use crate::{
    db::predicate::{FilterError, FilterNode, FilterOp, OperatorError},
    value::Value,
};
use serde_json::json;

#[test]
fn empty_object_means_no_filter() {
    assert_eq!(FilterNode::from_json(&json!({})).unwrap(), None);
}

#[test]
fn operator_objects_and_bare_values() {
    let node = FilterNode::from_json(&json!({
        "title": { "$containsi": "strapi" },
        "views": 10,
    }))
    .unwrap()
    .unwrap();

    assert_eq!(
        node,
        FilterNode::And(vec![
            FilterNode::leaf("title", FilterOp::Containsi, "strapi"),
            FilterNode::eq("views", 10),
        ])
    );
}

#[test]
fn nested_relation_objects_build_dotted_paths() {
    let node = FilterNode::from_json(&json!({
        "author": { "name": { "$eq": "Ada" } }
    }))
    .unwrap()
    .unwrap();

    assert_eq!(node, FilterNode::eq("author.name", "Ada"));
}

#[test]
fn combinators_and_arrays() {
    let node = FilterNode::from_json(&json!({
        "$or": [
            { "views": [1, 2] },
            { "$not": { "title": { "$null": true } } }
        ]
    }))
    .unwrap()
    .unwrap();

    assert_eq!(
        node,
        FilterNode::or([
            FilterNode::leaf("views", FilterOp::In, vec![1, 2]),
            FilterNode::not(FilterNode::leaf("title", FilterOp::Null, true)),
        ])
    );
}

#[test]
fn field_scoped_combinators_keep_the_prefix() {
    let node = FilterNode::from_json(&json!({
        "author": { "$or": [{ "name": "Ada" }, { "name": "Grace" }] }
    }))
    .unwrap()
    .unwrap();

    assert_eq!(
        node,
        FilterNode::or([
            FilterNode::eq("author.name", "Ada"),
            FilterNode::eq("author.name", "Grace"),
        ])
    );
}

#[test]
fn unknown_operator_is_an_operator_error() {
    let err = FilterNode::from_json(&json!({ "title": { "$like": "x" } })).unwrap_err();

    assert_eq!(
        err,
        FilterError::Operator(OperatorError::UnknownOperator("$like".to_string()))
    );
    assert_eq!(err.kind(), crate::error::ErrorKind::Operator);
}

#[test]
fn malformed_shapes_are_rejected() {
    for bad in [
        json!([]),
        json!({ "$and": {} }),
        json!({ "$eq": 1 }),
        json!({ "$not": {} }),
    ] {
        let err = FilterNode::from_json(&bad).unwrap_err();
        assert!(
            matches!(err, FilterError::Operator(OperatorError::Malformed(_))),
            "{bad} -> {err:?}"
        );
    }
}

#[test]
fn operator_keys_round_trip() {
    for op in FilterOp::ALL {
        assert_eq!(FilterOp::from_key(op.key()), Some(op));
    }
    assert_eq!(Value::from_json(&json!(null)), Value::Null);
}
# # # #
» **Work request**:
From the records above, pick out and copy each line holding the word "OperatorError".

» **Written response**:
    db::predicate::{FilterError, FilterNode, FilterOp, OperatorError},
        FilterError::Operator(OperatorError::UnknownOperator("$like".to_string()))
            matches!(err, FilterError::Operator(OperatorError::Malformed(_))),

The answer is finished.